→ DATA FOR THE TASK
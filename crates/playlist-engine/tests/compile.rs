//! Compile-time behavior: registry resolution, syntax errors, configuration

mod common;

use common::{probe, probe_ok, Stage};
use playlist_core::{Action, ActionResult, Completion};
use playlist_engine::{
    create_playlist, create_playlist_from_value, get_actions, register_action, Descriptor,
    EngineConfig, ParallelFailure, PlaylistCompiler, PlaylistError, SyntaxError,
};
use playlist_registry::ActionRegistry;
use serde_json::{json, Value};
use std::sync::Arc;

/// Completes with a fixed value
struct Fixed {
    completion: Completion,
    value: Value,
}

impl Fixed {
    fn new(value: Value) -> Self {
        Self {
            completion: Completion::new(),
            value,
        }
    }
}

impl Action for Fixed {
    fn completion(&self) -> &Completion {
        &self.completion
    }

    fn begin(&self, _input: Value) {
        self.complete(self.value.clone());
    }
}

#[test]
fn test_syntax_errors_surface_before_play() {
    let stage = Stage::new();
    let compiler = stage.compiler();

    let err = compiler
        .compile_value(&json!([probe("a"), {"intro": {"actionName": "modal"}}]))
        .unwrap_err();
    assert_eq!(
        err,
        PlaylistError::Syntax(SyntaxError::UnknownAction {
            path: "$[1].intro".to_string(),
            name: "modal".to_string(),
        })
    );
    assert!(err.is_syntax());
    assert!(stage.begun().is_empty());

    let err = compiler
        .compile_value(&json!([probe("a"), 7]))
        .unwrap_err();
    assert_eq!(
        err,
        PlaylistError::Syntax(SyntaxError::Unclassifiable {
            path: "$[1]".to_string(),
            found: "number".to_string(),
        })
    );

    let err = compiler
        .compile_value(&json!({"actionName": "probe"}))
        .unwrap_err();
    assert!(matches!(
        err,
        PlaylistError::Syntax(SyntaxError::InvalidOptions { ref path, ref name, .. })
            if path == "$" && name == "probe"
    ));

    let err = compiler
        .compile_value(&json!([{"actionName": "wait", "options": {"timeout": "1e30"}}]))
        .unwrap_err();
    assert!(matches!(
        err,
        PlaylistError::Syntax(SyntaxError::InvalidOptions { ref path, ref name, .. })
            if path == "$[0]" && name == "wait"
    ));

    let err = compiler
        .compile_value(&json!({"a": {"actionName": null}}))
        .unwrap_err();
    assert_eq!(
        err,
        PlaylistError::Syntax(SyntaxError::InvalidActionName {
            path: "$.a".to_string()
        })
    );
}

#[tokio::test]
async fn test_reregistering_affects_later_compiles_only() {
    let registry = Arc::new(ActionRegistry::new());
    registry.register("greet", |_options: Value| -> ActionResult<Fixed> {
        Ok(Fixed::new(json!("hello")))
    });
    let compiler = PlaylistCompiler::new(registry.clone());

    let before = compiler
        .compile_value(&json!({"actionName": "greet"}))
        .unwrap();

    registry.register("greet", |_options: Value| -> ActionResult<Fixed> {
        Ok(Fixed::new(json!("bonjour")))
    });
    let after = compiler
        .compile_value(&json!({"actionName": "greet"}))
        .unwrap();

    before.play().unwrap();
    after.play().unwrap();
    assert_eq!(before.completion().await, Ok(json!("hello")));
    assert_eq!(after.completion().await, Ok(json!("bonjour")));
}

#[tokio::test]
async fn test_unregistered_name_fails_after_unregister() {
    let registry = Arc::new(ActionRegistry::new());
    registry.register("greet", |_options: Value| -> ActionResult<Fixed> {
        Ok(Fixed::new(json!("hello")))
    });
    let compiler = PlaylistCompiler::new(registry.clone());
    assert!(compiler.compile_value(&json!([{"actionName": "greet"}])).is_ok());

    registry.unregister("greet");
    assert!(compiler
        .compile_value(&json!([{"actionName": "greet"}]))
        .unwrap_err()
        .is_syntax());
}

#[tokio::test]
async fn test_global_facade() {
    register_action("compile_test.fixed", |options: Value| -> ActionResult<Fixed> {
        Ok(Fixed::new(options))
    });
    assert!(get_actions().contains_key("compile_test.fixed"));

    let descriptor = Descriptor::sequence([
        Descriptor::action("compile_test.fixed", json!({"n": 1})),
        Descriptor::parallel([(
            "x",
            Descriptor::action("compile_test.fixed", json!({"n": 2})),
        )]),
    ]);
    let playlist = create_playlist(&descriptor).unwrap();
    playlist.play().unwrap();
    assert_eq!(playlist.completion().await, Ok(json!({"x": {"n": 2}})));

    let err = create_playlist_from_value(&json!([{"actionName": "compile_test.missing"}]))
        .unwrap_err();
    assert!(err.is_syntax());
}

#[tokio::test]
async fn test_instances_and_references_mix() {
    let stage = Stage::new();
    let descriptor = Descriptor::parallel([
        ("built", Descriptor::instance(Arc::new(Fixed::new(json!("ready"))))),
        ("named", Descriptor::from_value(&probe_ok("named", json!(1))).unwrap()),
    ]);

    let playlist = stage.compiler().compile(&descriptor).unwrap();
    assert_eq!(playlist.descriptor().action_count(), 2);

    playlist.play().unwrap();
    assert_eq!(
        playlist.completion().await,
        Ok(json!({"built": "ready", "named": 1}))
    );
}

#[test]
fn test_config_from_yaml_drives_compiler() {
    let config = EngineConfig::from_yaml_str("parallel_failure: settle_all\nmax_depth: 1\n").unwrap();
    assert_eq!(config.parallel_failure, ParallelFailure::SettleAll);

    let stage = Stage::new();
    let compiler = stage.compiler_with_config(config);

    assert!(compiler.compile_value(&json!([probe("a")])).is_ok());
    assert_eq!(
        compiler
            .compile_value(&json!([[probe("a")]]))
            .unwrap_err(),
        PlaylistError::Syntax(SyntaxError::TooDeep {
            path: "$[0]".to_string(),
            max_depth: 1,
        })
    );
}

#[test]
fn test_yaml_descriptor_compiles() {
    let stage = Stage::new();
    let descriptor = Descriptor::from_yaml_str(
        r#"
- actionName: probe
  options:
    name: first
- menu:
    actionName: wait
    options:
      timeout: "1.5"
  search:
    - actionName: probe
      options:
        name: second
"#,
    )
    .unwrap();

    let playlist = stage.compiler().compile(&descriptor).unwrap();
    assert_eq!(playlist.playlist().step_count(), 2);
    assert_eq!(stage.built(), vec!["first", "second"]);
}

→ WHAT TO DO
Each line above must be output exactly as it stands.

→ TASK OUTPUT
filename crates/playlist-engine/tests/compile.rs
//! Compile-time behavior: registry resolution, syntax errors, configuration

mod common;

use common::{probe, probe_ok, Stage};
use playlist_core::{Action, ActionResult, Completion};
use playlist_engine::{
    create_playlist, create_playlist_from_value, get_actions, register_action, Descriptor,
    EngineConfig, ParallelFailure, PlaylistCompiler, PlaylistError, SyntaxError,
};
use playlist_registry::ActionRegistry;
use serde_json::{json, Value};
use std::sync::Arc;

/// Completes with a fixed value
struct Fixed {
    completion: Completion,
    value: Value,
}

impl Fixed {
    fn new(value: Value) -> Self {
        Self {
            completion: Completion::new(),
            value,
        }
    }
}

impl Action for Fixed {
    fn completion(&self) -> &Completion {
        &self.completion
    }

    fn begin(&self, _input: Value) {
        self.complete(self.value.clone());
    }
}

#[test]
fn test_syntax_errors_surface_before_play() {
    let stage = Stage::new();
    let compiler = stage.compiler();

    let err = compiler
        .compile_value(&json!([probe("a"), {"intro": {"actionName": "modal"}}]))
        .unwrap_err();
    assert_eq!(
        err,
        PlaylistError::Syntax(SyntaxError::UnknownAction {
            path: "$[1].intro".to_string(),
            name: "modal".to_string(),
        })
    );
    assert!(err.is_syntax());
    assert!(stage.begun().is_empty());

    let err = compiler
        .compile_value(&json!([probe("a"), 7]))
        .unwrap_err();
    assert_eq!(
        err,
        PlaylistError::Syntax(SyntaxError::Unclassifiable {
            path: "$[1]".to_string(),
            found: "number".to_string(),
        })
    );

    let err = compiler
        .compile_value(&json!({"actionName": "probe"}))
        .unwrap_err();
    assert!(matches!(
        err,
        PlaylistError::Syntax(SyntaxError::InvalidOptions { ref path, ref name, .. })
            if path == "$" && name == "probe"
    ));

    let err = compiler
        .compile_value(&json!([{"actionName": "wait", "options": {"timeout": "1e30"}}]))
        .unwrap_err();
    assert!(matches!(
        err,
        PlaylistError::Syntax(SyntaxError::InvalidOptions { ref path, ref name, .. })
            if path == "$[0]" && name == "wait"
    ));

    let err = compiler
        .compile_value(&json!({"a": {"actionName": null}}))
        .unwrap_err();
    assert_eq!(
        err,
        PlaylistError::Syntax(SyntaxError::InvalidActionName {
            path: "$.a".to_string()
        })
    );
}

#[tokio::test]
async fn test_reregistering_affects_later_compiles_only() {
    let registry = Arc::new(ActionRegistry::new());
    registry.register("greet", |_options: Value| -> ActionResult<Fixed> {
        Ok(Fixed::new(json!("hello")))
    });
    let compiler = PlaylistCompiler::new(registry.clone());

    let before = compiler
        .compile_value(&json!({"actionName": "greet"}))
        .unwrap();

    registry.register("greet", |_options: Value| -> ActionResult<Fixed> {
        Ok(Fixed::new(json!("bonjour")))
    });
    let after = compiler
        .compile_value(&json!({"actionName": "greet"}))
        .unwrap();

    before.play().unwrap();
    after.play().unwrap();
    assert_eq!(before.completion().await, Ok(json!("hello")));
    assert_eq!(after.completion().await, Ok(json!("bonjour")));
}

#[tokio::test]
async fn test_unregistered_name_fails_after_unregister() {
    let registry = Arc::new(ActionRegistry::new());
    registry.register("greet", |_options: Value| -> ActionResult<Fixed> {
        Ok(Fixed::new(json!("hello")))
    });
    let compiler = PlaylistCompiler::new(registry.clone());
    assert!(compiler.compile_value(&json!([{"actionName": "greet"}])).is_ok());

    registry.unregister("greet");
    assert!(compiler
        .compile_value(&json!([{"actionName": "greet"}]))
        .unwrap_err()
        .is_syntax());
}

#[tokio::test]
async fn test_global_facade() {
    register_action("compile_test.fixed", |options: Value| -> ActionResult<Fixed> {
        Ok(Fixed::new(options))
    });
    assert!(get_actions().contains_key("compile_test.fixed"));

    let descriptor = Descriptor::sequence([
        Descriptor::action("compile_test.fixed", json!({"n": 1})),
        Descriptor::parallel([(
            "x",
            Descriptor::action("compile_test.fixed", json!({"n": 2})),
        )]),
    ]);
    let playlist = create_playlist(&descriptor).unwrap();
    playlist.play().unwrap();
    assert_eq!(playlist.completion().await, Ok(json!({"x": {"n": 2}})));

    let err = create_playlist_from_value(&json!([{"actionName": "compile_test.missing"}]))
        .unwrap_err();
    assert!(err.is_syntax());
}

#[tokio::test]
async fn test_instances_and_references_mix() {
    let stage = Stage::new();
    let descriptor = Descriptor::parallel([
        ("built", Descriptor::instance(Arc::new(Fixed::new(json!("ready"))))),
        ("named", Descriptor::from_value(&probe_ok("named", json!(1))).unwrap()),
    ]);

    let playlist = stage.compiler().compile(&descriptor).unwrap();
    assert_eq!(playlist.descriptor().action_count(), 2);

    playlist.play().unwrap();
    assert_eq!(
        playlist.completion().await,
        Ok(json!({"built": "ready", "named": 1}))
    );
}

#[test]
fn test_config_from_yaml_drives_compiler() {
    let config = EngineConfig::from_yaml_str("parallel_failure: settle_all\nmax_depth: 1\n").unwrap();
    assert_eq!(config.parallel_failure, ParallelFailure::SettleAll);

    let stage = Stage::new();
    let compiler = stage.compiler_with_config(config);

    assert!(compiler.compile_value(&json!([probe("a")])).is_ok());
    assert_eq!(
        compiler
            .compile_value(&json!([[probe("a")]]))
            .unwrap_err(),
        PlaylistError::Syntax(SyntaxError::TooDeep {
            path: "$[0]".to_string(),
            max_depth: 1,
        })
    );
}

#[test]
fn test_yaml_descriptor_compiles() {
    let stage = Stage::new();
    let descriptor = Descriptor::from_yaml_str(
        r#"
- actionName: probe
  options:
    name: first
- menu:
    actionName: wait
    options:
      timeout: "1.5"
  search:
    - actionName: probe
      options:
        name: second
"#,
    )
    .unwrap();

    let playlist = stage.compiler().compile(&descriptor).unwrap();
    assert_eq!(playlist.playlist().step_count(), 2);
    assert_eq!(stage.built(), vec!["first", "second"]);
}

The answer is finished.